Set the data down again, exactly as it appears below.

_Saved data entries_
═══
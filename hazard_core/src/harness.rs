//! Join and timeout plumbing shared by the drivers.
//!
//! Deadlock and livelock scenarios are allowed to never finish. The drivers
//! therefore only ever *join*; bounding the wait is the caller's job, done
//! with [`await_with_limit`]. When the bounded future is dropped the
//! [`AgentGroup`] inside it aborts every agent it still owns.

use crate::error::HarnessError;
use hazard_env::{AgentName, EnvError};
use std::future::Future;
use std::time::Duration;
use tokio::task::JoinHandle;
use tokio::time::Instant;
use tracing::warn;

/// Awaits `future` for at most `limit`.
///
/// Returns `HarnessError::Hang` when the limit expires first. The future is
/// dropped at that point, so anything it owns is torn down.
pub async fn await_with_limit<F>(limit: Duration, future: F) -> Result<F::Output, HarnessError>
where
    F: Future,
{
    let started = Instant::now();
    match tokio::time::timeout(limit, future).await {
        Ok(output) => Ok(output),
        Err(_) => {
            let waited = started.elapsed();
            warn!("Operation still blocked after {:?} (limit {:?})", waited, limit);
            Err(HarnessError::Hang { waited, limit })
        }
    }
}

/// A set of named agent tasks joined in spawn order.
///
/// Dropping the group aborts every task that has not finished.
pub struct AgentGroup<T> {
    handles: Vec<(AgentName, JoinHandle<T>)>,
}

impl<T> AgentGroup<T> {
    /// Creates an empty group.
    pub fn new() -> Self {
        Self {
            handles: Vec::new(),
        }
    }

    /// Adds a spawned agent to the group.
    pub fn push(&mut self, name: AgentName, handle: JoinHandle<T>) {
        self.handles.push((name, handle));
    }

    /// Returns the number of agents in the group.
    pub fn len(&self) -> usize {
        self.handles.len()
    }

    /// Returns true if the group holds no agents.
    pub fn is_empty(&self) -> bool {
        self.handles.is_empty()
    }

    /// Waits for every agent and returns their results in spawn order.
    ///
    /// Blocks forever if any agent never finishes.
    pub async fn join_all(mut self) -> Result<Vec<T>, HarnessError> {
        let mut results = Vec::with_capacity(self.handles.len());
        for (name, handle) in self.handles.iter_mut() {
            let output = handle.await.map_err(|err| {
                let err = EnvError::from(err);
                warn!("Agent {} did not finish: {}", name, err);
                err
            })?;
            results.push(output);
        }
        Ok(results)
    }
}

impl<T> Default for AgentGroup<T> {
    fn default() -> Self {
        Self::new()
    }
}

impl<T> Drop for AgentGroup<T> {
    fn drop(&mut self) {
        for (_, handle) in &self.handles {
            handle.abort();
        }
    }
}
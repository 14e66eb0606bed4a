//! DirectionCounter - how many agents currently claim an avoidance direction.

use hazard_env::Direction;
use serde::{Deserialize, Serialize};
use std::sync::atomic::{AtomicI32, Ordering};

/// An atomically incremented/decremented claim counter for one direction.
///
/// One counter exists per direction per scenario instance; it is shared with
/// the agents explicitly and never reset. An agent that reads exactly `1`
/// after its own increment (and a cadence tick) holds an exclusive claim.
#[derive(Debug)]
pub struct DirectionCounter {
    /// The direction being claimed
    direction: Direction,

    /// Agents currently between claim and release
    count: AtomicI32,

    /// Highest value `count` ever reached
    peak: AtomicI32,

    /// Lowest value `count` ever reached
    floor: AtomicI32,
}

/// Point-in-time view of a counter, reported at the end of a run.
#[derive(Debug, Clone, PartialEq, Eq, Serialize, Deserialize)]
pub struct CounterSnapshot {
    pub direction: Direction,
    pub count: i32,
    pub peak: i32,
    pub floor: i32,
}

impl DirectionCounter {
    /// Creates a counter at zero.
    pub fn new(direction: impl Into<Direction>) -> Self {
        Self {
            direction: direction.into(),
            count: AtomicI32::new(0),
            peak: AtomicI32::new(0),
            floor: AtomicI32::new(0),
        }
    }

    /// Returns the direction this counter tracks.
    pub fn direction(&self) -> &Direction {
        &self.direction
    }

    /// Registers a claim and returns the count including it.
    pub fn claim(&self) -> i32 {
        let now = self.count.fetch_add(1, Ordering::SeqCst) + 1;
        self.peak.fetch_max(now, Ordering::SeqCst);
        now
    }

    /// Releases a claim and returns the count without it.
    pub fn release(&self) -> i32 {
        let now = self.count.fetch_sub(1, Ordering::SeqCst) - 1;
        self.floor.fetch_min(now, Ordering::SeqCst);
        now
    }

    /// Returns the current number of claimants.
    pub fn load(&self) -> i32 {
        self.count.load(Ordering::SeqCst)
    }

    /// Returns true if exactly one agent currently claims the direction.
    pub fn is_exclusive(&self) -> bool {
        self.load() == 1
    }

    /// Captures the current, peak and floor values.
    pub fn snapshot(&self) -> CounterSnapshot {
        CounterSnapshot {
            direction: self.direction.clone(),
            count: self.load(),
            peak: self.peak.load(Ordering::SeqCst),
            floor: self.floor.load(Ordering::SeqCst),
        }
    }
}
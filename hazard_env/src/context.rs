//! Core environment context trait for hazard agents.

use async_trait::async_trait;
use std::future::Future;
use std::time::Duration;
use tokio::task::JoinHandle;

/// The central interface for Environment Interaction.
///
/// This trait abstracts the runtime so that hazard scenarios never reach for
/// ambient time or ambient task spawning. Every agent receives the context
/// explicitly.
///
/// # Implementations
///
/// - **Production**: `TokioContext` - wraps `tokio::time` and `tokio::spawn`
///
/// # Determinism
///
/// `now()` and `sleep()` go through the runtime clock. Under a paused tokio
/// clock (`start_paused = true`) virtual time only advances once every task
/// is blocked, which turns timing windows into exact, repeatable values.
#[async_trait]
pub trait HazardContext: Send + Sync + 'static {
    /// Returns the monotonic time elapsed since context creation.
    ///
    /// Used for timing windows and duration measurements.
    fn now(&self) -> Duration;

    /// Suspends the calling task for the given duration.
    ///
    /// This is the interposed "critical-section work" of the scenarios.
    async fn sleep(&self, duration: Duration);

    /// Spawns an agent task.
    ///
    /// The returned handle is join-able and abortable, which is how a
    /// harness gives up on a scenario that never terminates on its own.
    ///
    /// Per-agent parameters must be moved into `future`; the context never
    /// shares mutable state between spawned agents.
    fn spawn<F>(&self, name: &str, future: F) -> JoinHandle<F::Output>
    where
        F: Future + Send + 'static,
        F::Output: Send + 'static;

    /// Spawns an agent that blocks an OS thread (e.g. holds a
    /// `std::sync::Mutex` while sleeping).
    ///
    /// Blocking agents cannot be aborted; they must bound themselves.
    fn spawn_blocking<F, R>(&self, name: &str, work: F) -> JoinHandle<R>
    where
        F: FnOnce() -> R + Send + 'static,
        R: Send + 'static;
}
═══
_OUTPUT FOR THIS EXERCISE_
filename hazard_core/src/harness.rs
//! Join and timeout plumbing shared by the drivers.
//!
//! Deadlock and livelock scenarios are allowed to never finish. The drivers
//! therefore only ever *join*; bounding the wait is the caller's job, done
//! with [`await_with_limit`]. When the bounded future is dropped the
//! [`AgentGroup`] inside it aborts every agent it still owns.

use crate::error::HarnessError;
use hazard_env::{AgentName, EnvError};
use std::future::Future;
use std::time::Duration;
use tokio::task::JoinHandle;
use tokio::time::Instant;
use tracing::warn;

/// Awaits `future` for at most `limit`.
///
/// Returns `HarnessError::Hang` when the limit expires first. The future is
/// dropped at that point, so anything it owns is torn down.
pub async fn await_with_limit<F>(limit: Duration, future: F) -> Result<F::Output, HarnessError>
where
    F: Future,
{
    let started = Instant::now();
    match tokio::time::timeout(limit, future).await {
        Ok(output) => Ok(output),
        Err(_) => {
            let waited = started.elapsed();
            warn!("Operation still blocked after {:?} (limit {:?})", waited, limit);
            Err(HarnessError::Hang { waited, limit })
        }
    }
}

/// A set of named agent tasks joined in spawn order.
///
/// Dropping the group aborts every task that has not finished.
pub struct AgentGroup<T> {
    handles: Vec<(AgentName, JoinHandle<T>)>,
}

impl<T> AgentGroup<T> {
    /// Creates an empty group.
    pub fn new() -> Self {
        Self {
            handles: Vec::new(),
        }
    }

    /// Adds a spawned agent to the group.
    pub fn push(&mut self, name: AgentName, handle: JoinHandle<T>) {
        self.handles.push((name, handle));
    }

    /// Returns the number of agents in the group.
    pub fn len(&self) -> usize {
        self.handles.len()
    }

    /// Returns true if the group holds no agents.
    pub fn is_empty(&self) -> bool {
        self.handles.is_empty()
    }

    /// Waits for every agent and returns their results in spawn order.
    ///
    /// Blocks forever if any agent never finishes.
    pub async fn join_all(mut self) -> Result<Vec<T>, HarnessError> {
        let mut results = Vec::with_capacity(self.handles.len());
        for (name, handle) in self.handles.iter_mut() {
            let output = handle.await.map_err(|err| {
                let err = EnvError::from(err);
                warn!("Agent {} did not finish: {}", name, err);
                err
            })?;
            results.push(output);
        }
        Ok(results)
    }
}

impl<T> Default for AgentGroup<T> {
    fn default() -> Self {
        Self::new()
    }
}

impl<T> Drop for AgentGroup<T> {
    fn drop(&mut self) {
        for (_, handle) in &self.handles {
            handle.abort();
        }
    }
}
repository 14e66eb0606bed4a
//! DirectionCounter - how many agents currently claim an avoidance direction.

use hazard_env::Direction;
use serde::{Deserialize, Serialize};
use std::sync::atomic::{AtomicI32, Ordering};

/// An atomically incremented/decremented claim counter for one direction.
///
/// One counter exists per direction per scenario instance; it is shared with
/// the agents explicitly and never reset. An agent that reads exactly `1`
/// after its own increment (and a cadence tick) holds an exclusive claim.
#[derive(Debug)]
pub struct DirectionCounter {
    /// The direction being claimed
    direction: Direction,

    /// Agents currently between claim and release
    count: AtomicI32,

    /// Highest value `count` ever reached
    peak: AtomicI32,

    /// Lowest value `count` ever reached
    floor: AtomicI32,
}

/// Point-in-time view of a counter, reported at the end of a run.
#[derive(Debug, Clone, PartialEq, Eq, Serialize, Deserialize)]
pub struct CounterSnapshot {
    pub direction: Direction,
    pub count: i32,
    pub peak: i32,
    pub floor: i32,
}

impl DirectionCounter {
    /// Creates a counter at zero.
    pub fn new(direction: impl Into<Direction>) -> Self {
        Self {
            direction: direction.into(),
            count: AtomicI32::new(0),
            peak: AtomicI32::new(0),
            floor: AtomicI32::new(0),
        }
    }

    /// Returns the direction this counter tracks.
    pub fn direction(&self) -> &Direction {
        &self.direction
    }

    /// Registers a claim and returns the count including it.
    pub fn claim(&self) -> i32 {
        let now = self.count.fetch_add(1, Ordering::SeqCst) + 1;
        self.peak.fetch_max(now, Ordering::SeqCst);
        now
    }

    /// Releases a claim and returns the count without it.
    pub fn release(&self) -> i32 {
        let now = self.count.fetch_sub(1, Ordering::SeqCst) - 1;
        self.floor.fetch_min(now, Ordering::SeqCst);
        now
    }

    /// Returns the current number of claimants.
    pub fn load(&self) -> i32 {
        self.count.load(Ordering::SeqCst)
    }

    /// Returns true if exactly one agent currently claims the direction.
    pub fn is_exclusive(&self) -> bool {
        self.load() == 1
    }

    /// Captures the current, peak and floor values.
    pub fn snapshot(&self) -> CounterSnapshot {
        CounterSnapshot {
            direction: self.direction.clone(),
            count: self.load(),
            peak: self.peak.load(Ordering::SeqCst),
            floor: self.floor.load(Ordering::SeqCst),
        }
    }
}
filename hazard_env/src/context.rs
//! Core environment context trait for hazard agents.

use async_trait::async_trait;
use std::future::Future;
use std::time::Duration;
use tokio::task::JoinHandle;

/// The central interface for Environment Interaction.
///
/// This trait abstracts the runtime so that hazard scenarios never reach for
/// ambient time or ambient task spawning. Every agent receives the context
/// explicitly.
///
/// # Implementations
///
/// - **Production**: `TokioContext` - wraps `tokio::time` and `tokio::spawn`
///
/// # Determinism
///
/// `now()` and `sleep()` go through the runtime clock. Under a paused tokio
/// clock (`start_paused = true`) virtual time only advances once every task
/// is blocked, which turns timing windows into exact, repeatable values.
#[async_trait]
pub trait HazardContext: Send + Sync + 'static {
    /// Returns the monotonic time elapsed since context creation.
    ///
    /// Used for timing windows and duration measurements.
    fn now(&self) -> Duration;

    /// Suspends the calling task for the given duration.
    ///
    /// This is the interposed "critical-section work" of the scenarios.
    async fn sleep(&self, duration: Duration);

    /// Spawns an agent task.
    ///
    /// The returned handle is join-able and abortable, which is how a
    /// harness gives up on a scenario that never terminates on its own.
    ///
    /// Per-agent parameters must be moved into `future`; the context never
    /// shares mutable state between spawned agents.
    fn spawn<F>(&self, name: &str, future: F) -> JoinHandle<F::Output>
    where
        F: Future + Send + 'static,
        F::Output: Send + 'static;

    /// Spawns an agent that blocks an OS thread (e.g. holds a
    /// `std::sync::Mutex` while sleeping).
    ///
    /// Blocking agents cannot be aborted; they must bound themselves.
    fn spawn_blocking<F, R>(&self, name: &str, work: F) -> JoinHandle<R>
    where
        F: FnOnce() -> R + Send + 'static,
        R: Send + 'static;
}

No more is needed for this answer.